Douthat voit des symboles partout ; il raconte une histoire non seulement de sa propre maladie, mais aussi des histoires que nous nous racontons, laïques et religieuses, pour donner un sens à la maladie. Cela fait de lui un narrateur conscient de lui-même. Il sait qu’il dispose de ressources dont beaucoup de patients souffrants n’ont pas, y compris le bénéfice du doute qui n’est pas accordé aux femmes plus âgées qui ont tendance à signaler des symptômes chroniques de Lyme.

Douthat sait également qu’il est un patient frustrant, « le genre d’expérimentateur insouciant que les médecins désespèrent, et que les réglementations pharmaceutiques existent pour protéger et dissuader ». Il parcourt les médecins et ignore leurs conseils. Il achète des antibiotiques dans une animalerie en ligne et les combine avec des poignées d’herbes et d’enzymes qu’il lit sur des forums en ligne.

Se tordant de douleur sur le sol de la salle de bain, s’effondrant à mi-chemin d’un discours ou trébuchant dans des églises vides pour prier pour le soulagement, Douthat se met à nu d’une manière qui peut l’affecter. Il n’est pas plus courageux pour partager son histoire que les femmes qui ont écrit les mémoires de Lyme avant lui, notamment Pamela Weintraub (« Cure Unknown ») et Porochista Khakpour (« Malade »). Pourtant, dans la culture conservatrice hypermasculine d’aujourd’hui – où la maladie est un signe de faiblesse – ce livre est un acte d’humilité presque radical. Il fait valoir que les maladies transmises par les tiques ont besoin de plus de recherches et que leurs victimes méritent plus de respect.

L’ennui, c’est que Douthat veut aussi présenter son voyage téméraire comme une feuille de route. Sa révélation : «                                                                                                                             . la réaction de mon corps à différentes combinaisons, comme un chercheur de Lyme travaillant sur une étude avec une taille d’échantillon, un « N » de seulement 1. »

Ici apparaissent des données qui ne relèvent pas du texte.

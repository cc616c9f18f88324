mod audit;
mod draft;
mod overrides;
mod types;
pub(crate) mod util;
mod weekly;

pub use draft::{OverrideDraft, WeeklyDraft};
pub use overrides::{find_override_conflict, has_override_conflict};
pub use types::{
    BookError, Conflict, ConflictKind, ConflictResult, Field, Form, OverrideClash, ValidationError,
    WeeklyCandidate,
};
pub use weekly::{find_weekly_overlap, has_weekly_overlap};

use crate::model::{Availability, LawyerId, RecordId, WeeklySlot};
use chrono::NaiveDate;
use tracing::{debug, info, warn};

/// Carnet de disponibilités : encapsule l'instantané d'un avocat et
/// valide chaque ajout (préconditions puis conflits) avant insertion.
#[derive(Debug, Default)]
pub struct AvailabilityBook {
    availability: Availability,
}

impl AvailabilityBook {
    pub fn new(lawyer: LawyerId) -> Self {
        Self {
            availability: Availability::new(lawyer),
        }
    }

    pub fn from_snapshot(availability: Availability) -> Self {
        Self { availability }
    }

    pub fn availability(&self) -> &Availability {
        &self.availability
    }

    /// Ajoute un créneau hebdomadaire s'il est valide et ne chevauche rien le même jour.
    pub fn propose_weekly(&mut self, draft: &WeeklyDraft) -> Result<RecordId, ValidationError> {
        let candidate = draft
            .validate()
            .inspect_err(|e| warn!(error = %e, "weekly slot rejected"))?;

        if let Some(existing) = find_weekly_overlap(&self.availability.weekly, &candidate) {
            warn!(
                day = candidate.day_of_week.index(),
                existing = existing.id.as_str(),
                "weekly slot overlaps"
            );
            return Err(ValidationError::WeeklyOverlap {
                day: candidate.day_of_week,
                existing: existing.id.as_str().to_owned(),
            });
        }

        let slot = WeeklySlot::new(candidate.day_of_week, candidate.start, candidate.end)
            .map_err(|_| ValidationError::InvertedRange {
                start: candidate.start,
                end: candidate.end,
            })?;
        let id = slot.id.clone();
        info!(
            id = id.as_str(),
            day = slot.day_of_week.index(),
            start = %slot.start,
            end = %slot.end,
            "weekly slot added"
        );
        self.availability.weekly.push(slot);
        self.availability.sort();
        Ok(id)
    }

    /// Ajoute une exception datée ; `today` est fourni par l'appelant.
    pub fn propose_override(
        &mut self,
        draft: &OverrideDraft,
        today: NaiveDate,
    ) -> Result<RecordId, ValidationError> {
        let candidate = draft
            .validate(today)
            .inspect_err(|e| warn!(error = %e, "override rejected"))?;

        if let Some((existing, clash)) =
            find_override_conflict(&self.availability.overrides, &candidate)
        {
            let existing = existing.id.as_str().to_owned();
            warn!(
                date = %candidate.date,
                existing = existing.as_str(),
                ?clash,
                "override conflicts"
            );
            return Err(match clash {
                OverrideClash::Overlap => ValidationError::OverrideOverlap {
                    date: candidate.date,
                    existing,
                },
                OverrideClash::AllDay => ValidationError::OverrideAllDayConflict {
                    date: candidate.date,
                    existing,
                },
            });
        }

        let id = candidate.id.clone();
        info!(
            id = id.as_str(),
            date = %candidate.date,
            all_day = candidate.is_all_day,
            "override added"
        );
        self.availability.overrides.push(candidate);
        self.availability.sort();
        Ok(id)
    }

    pub fn remove_weekly(&mut self, id: &RecordId) -> Result<(), BookError> {
        let pos = self
            .availability
            .weekly
            .iter()
            .position(|s| &s.id == id)
            .ok_or_else(|| BookError::UnknownRecord(id.as_str().to_string()))?;
        self.availability.weekly.remove(pos);
        info!(id = id.as_str(), "weekly slot removed");
        Ok(())
    }

    pub fn remove_override(&mut self, id: &RecordId) -> Result<(), BookError> {
        let pos = self
            .availability
            .overrides
            .iter()
            .position(|o| &o.id == id)
            .ok_or_else(|| BookError::UnknownRecord(id.as_str().to_string()))?;
        self.availability.overrides.remove(pos);
        info!(id = id.as_str(), "override removed");
        Ok(())
    }

    /// Re-vérifie l'instantané courant (enregistrements mal formés, paires en conflit).
    pub fn audit(&self) -> Vec<Conflict> {
        let conflicts = audit::detect_conflicts(&self.availability);
        debug!(count = conflicts.len(), "audit done");
        conflicts
    }
}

Cette autodomination, ajoute-t-il, « était à sa manière intensément empirique et matériellement fondée – le travail le plus empirique, en fait, que j’aie jamais tenté dans ma vie ». (En comparant cette approche aux mémoires introspectives de Khakpour, je n’arrêtais pas de penser au trope de la thérapie de couple selon lequel les femmes préfèrent parler de leurs problèmes tandis que les hommes s’empressent de les résoudre.)

Il y a un diagramme de Venn de plus en plus chevauchant de la gauche et de la droite anti-establishment, et les expériences de Douthat le placent carrément en son centre. Un chapitre évoque la théorie du complot selon laquelle la bactérie de Lyme aurait fui d’un laboratoire militaire d’armes biologiques à Plum Island à New York. Un autre retrace quelque peu en s’excusant son étreinte de vitamines intraveineuses, de sel en capsule, de thérapie magnétique et de la machine Rife, qui utiliserait des fréquences sonores pour briser les agents pathogènes dans le corps.

Un épisode ultérieur de Covid-19 non diagnostiqué, et les trébuchements des scientifiques alors qu’ils travaillaient pour comprendre le nouveau virus, n’ont fait que durcir la méfiance de Douthat envers des institutions comme les Centers for Disease Control and Prevention et la Food and Drug Administration. « Du début de la pandémie à sa fin encore inachevée », écrit-il, « il y avait des cinglés sur Internet qui étaient des guides plus fiables sur ce qui se passait, ce qui était possible et ce qui devrait être fait qu’Anthony Fauci ou tout autre source d’information officielle.

Que ce sentiment « je vais faire mes propres recherches » soit du moment ne le rend pas moins dommageable. Au contraire, une pandémie est le moment le moins utile pour défendre la primauté des protocoles conçus par les patients et des anecdotes sur Internet sur la science réelle – aussi imparfaite, lente et insensible soit-elle. Même en 2021, tout le monde n’est pas épidémiologiste.